How ‘The Crow’ inspired the Hot Topic generation

How ‘The Crow’ inspired the Hot Topic generation

The Coolidge Corner Theatre’s “Comics on Film: The ’90s” series has rolled out some long-forgotten howlers in recent weeks, with late night screenings of everything from Alec Baldwin as “The Shadow” to Dolph Lundgren’s “Punisher,” among the lowlights from a decade that was not particularly kind to comic book fans at the multiplex. But something important sets apart this evening’s selection, director Alex Proyas’ 1994 adaptation of James O’Barr’s “The Crow” — it’s a really good movie.

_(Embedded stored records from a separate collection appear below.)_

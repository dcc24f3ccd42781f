//! Client for the freedesktop Secret Service D-Bus API.
//!
//! Open a [`Session`] through [`SecretService`], then read and write secrets
//! through [`Collection`] and [`Item`] proxies. Operations that may need user
//! interaction return an [`Outcome`]; resolve its prompt with the service's
//! [`PromptController`].

pub mod bus;
pub mod collection;
pub mod crypto;
pub mod item;
pub mod prompt;
pub mod properties;
pub mod secret;
pub mod service;
pub mod session;
pub mod ss;

#[cfg(test)]
pub(crate) mod testing;

pub use bus::{Bus, Reply, SignalStream, ZbusBus};
pub use collection::{Collection, ItemEvent};
pub use item::Item;
pub use prompt::{Outcome, PromptController, PromptHandle, PromptResult};
pub use secret::Secret;
pub use service::{CollectionEvent, SearchResult, SecretService};
pub use session::Session;
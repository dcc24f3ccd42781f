use std::fmt;
use std::sync::Arc;

use keyward_core::Result;
use tracing::debug;
use zvariant::{OwnedObjectPath, Structure, Value};

use crate::bus::Bus;
use crate::ss::DBUS_PROPERTIES_INTERFACE;

/// `org.freedesktop.DBus.Properties` access for one object and interface.
///
/// Nothing is cached: each `get` is a round trip, so values reflect the
/// daemon's state at the time of the call.
#[derive(Clone)]
pub struct Properties {
    bus: Arc<dyn Bus>,
    path: OwnedObjectPath,
    interface: &'static str,
}

impl Properties {
    pub fn new(bus: Arc<dyn Bus>, path: OwnedObjectPath, interface: &'static str) -> Self {
        Self {
            bus,
            path,
            interface,
        }
    }

    pub async fn get<T>(&self, name: &str) -> Result<T>
    where
        T: TryFrom<Value<'static>>,
        T::Error: fmt::Display,
    {
        let args: Structure<'static> = (self.interface, name.to_string()).into();
        let mut reply = self
            .bus
            .call(self.path.as_str(), DBUS_PROPERTIES_INTERFACE, "Get", Some(args))
            .await?;
        reply.next_variant()
    }

    pub async fn set(&self, name: &str, value: Value<'static>) -> Result<()> {
        debug!(path = %self.path.as_str(), property = name, "setting property");
        let args: Structure<'static> = (self.interface, name.to_string(), value).into();
        self.bus
            .call(self.path.as_str(), DBUS_PROPERTIES_INTERFACE, "Set", Some(args))
            .await?;
        Ok(())
    }
}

“All of the other films we’ve explored this month have been so far over the top, full of terrible CGI or simply fail to get to the core of the characters they’re depicting,” explains Coolidge After Midnight programmer Mark Anastasio, “This is the one ’90s comic book movie that holds up as being both an excellent film and true to the essence of its source material.”

“The Crow” was notoriously almost shelved after a freak accident involving an improperly loaded prop gun killed star Brandon Lee during filming. Viewed today, the film remains shrouded in an eerie poignancy, revolving as it does around his character’s murder and resurrection as a ghostly, supernatural figure seeking vengeance. But the son of screen legend Bruce Lee delivers an enormously warm and charismatic performance that considerably lightens up a very grim picture.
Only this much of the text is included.